Data items:
* * * *
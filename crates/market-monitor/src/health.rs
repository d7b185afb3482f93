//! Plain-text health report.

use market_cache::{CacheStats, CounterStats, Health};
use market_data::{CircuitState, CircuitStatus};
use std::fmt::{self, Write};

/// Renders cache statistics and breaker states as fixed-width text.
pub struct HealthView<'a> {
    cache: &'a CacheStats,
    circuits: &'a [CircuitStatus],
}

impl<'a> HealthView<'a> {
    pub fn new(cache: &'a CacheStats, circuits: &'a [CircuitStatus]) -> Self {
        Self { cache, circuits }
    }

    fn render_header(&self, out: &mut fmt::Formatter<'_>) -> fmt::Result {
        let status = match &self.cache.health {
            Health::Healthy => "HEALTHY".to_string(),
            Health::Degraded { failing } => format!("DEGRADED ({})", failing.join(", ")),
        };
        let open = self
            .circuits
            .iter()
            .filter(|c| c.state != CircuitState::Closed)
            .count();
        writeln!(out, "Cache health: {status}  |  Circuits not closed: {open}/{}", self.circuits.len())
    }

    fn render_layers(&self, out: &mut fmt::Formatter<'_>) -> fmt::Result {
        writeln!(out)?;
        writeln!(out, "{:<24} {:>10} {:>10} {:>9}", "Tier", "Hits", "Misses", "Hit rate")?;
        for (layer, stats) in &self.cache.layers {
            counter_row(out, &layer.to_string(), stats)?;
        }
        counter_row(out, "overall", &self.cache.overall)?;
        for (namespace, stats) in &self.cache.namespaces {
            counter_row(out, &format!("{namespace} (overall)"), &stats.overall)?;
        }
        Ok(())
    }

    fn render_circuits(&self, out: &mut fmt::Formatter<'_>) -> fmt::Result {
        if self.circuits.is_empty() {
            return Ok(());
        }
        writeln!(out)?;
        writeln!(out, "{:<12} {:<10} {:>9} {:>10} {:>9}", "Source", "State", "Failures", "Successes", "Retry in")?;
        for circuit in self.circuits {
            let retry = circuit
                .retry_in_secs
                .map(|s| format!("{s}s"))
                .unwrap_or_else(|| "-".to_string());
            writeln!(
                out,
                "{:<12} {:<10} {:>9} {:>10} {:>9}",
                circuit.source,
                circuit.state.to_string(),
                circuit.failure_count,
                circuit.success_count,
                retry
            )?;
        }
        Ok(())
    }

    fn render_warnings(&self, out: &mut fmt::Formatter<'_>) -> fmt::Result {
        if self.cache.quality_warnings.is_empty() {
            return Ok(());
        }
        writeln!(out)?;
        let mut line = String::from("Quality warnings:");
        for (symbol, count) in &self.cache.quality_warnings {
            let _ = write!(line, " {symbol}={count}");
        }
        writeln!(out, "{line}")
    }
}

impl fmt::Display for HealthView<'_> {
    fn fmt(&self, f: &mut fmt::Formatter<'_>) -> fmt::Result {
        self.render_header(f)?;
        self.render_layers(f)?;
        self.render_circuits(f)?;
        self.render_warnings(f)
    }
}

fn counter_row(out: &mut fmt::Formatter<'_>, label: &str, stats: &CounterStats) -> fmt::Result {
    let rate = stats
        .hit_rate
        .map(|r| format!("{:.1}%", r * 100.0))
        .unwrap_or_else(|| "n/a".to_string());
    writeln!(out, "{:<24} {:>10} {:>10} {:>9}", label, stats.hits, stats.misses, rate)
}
* * * *
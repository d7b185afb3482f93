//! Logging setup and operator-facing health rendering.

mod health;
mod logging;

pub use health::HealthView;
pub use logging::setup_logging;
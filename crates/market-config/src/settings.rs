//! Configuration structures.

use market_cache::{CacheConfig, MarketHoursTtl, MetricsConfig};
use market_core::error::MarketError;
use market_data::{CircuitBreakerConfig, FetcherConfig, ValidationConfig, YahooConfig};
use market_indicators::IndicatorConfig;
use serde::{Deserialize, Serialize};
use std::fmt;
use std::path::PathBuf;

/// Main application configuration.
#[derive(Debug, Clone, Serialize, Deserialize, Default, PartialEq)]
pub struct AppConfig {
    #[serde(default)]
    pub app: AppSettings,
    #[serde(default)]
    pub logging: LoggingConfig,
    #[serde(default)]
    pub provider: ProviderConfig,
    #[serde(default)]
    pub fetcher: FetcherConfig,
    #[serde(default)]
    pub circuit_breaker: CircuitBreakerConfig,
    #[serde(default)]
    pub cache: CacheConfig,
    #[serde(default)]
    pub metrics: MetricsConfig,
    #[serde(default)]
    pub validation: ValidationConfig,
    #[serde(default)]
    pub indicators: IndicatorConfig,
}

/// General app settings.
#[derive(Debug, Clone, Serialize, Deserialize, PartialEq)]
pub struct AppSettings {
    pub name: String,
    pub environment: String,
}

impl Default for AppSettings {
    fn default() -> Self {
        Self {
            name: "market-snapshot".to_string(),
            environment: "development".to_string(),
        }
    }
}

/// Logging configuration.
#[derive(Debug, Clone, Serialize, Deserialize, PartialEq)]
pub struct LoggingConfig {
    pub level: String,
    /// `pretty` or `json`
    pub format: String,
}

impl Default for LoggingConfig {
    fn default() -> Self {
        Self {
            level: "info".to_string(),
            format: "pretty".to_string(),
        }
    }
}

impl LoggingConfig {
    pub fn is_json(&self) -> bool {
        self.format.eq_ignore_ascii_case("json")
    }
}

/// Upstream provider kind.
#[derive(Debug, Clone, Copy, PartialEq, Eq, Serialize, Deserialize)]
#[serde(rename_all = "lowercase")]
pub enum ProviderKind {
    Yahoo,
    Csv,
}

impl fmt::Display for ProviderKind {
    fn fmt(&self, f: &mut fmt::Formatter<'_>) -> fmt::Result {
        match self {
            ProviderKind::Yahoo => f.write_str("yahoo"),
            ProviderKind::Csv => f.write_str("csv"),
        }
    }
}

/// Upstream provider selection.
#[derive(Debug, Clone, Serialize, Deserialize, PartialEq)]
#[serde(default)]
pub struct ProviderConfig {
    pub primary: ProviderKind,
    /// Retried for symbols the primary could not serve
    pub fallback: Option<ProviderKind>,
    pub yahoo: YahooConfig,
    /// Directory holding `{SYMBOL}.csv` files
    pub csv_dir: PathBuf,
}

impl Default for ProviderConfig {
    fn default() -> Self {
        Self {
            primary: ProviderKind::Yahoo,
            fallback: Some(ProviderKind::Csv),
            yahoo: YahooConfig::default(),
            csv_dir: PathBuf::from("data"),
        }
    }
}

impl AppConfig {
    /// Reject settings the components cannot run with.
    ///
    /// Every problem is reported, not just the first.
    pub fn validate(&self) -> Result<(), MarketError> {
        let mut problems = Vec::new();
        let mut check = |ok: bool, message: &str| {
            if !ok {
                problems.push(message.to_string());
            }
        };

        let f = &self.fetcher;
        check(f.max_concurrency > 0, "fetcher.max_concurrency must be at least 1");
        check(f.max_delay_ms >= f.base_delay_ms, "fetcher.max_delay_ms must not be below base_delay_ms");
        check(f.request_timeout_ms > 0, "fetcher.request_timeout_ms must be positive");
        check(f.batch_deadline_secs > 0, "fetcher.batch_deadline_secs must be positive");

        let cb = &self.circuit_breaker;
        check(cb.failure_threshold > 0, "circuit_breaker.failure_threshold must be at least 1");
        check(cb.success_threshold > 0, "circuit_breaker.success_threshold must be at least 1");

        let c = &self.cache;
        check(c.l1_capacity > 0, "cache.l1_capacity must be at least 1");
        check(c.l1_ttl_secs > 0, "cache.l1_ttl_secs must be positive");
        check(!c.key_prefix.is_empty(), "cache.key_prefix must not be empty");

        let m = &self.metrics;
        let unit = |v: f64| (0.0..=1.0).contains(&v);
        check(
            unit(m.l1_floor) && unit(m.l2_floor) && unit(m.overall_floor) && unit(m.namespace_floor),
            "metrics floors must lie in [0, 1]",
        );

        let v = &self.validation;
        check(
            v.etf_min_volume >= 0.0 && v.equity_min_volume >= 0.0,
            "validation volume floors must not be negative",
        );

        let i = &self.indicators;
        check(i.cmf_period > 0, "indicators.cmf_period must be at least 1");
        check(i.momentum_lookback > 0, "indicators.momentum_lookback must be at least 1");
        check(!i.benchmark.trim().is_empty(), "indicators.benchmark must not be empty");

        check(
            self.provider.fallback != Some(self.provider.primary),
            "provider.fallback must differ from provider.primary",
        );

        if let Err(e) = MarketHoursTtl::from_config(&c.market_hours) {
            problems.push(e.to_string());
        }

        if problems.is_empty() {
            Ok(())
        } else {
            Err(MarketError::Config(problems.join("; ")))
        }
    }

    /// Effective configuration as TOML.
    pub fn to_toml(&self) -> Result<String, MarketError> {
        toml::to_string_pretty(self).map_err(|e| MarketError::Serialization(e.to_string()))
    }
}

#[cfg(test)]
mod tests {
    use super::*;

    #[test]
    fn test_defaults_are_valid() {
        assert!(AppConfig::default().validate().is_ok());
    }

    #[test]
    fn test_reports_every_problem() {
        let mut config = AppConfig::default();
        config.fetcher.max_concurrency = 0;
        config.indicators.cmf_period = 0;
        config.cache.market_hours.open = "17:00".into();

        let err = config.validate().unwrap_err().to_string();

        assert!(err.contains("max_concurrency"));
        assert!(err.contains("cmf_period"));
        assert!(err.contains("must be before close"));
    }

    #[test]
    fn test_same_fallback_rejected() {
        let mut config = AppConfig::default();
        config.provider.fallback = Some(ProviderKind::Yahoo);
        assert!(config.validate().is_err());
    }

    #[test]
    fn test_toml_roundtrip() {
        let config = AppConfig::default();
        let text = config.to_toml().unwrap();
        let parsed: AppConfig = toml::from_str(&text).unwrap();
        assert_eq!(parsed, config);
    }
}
* * * *
▸ WHAT YOU ARE ASKED TO DO
The lines to return are those in the records above that hold the word "CircuitState".

▸ EXERCISE ANSWER
use market_data::{CircuitState, CircuitStatus};
            .filter(|c| c.state != CircuitState::Closed)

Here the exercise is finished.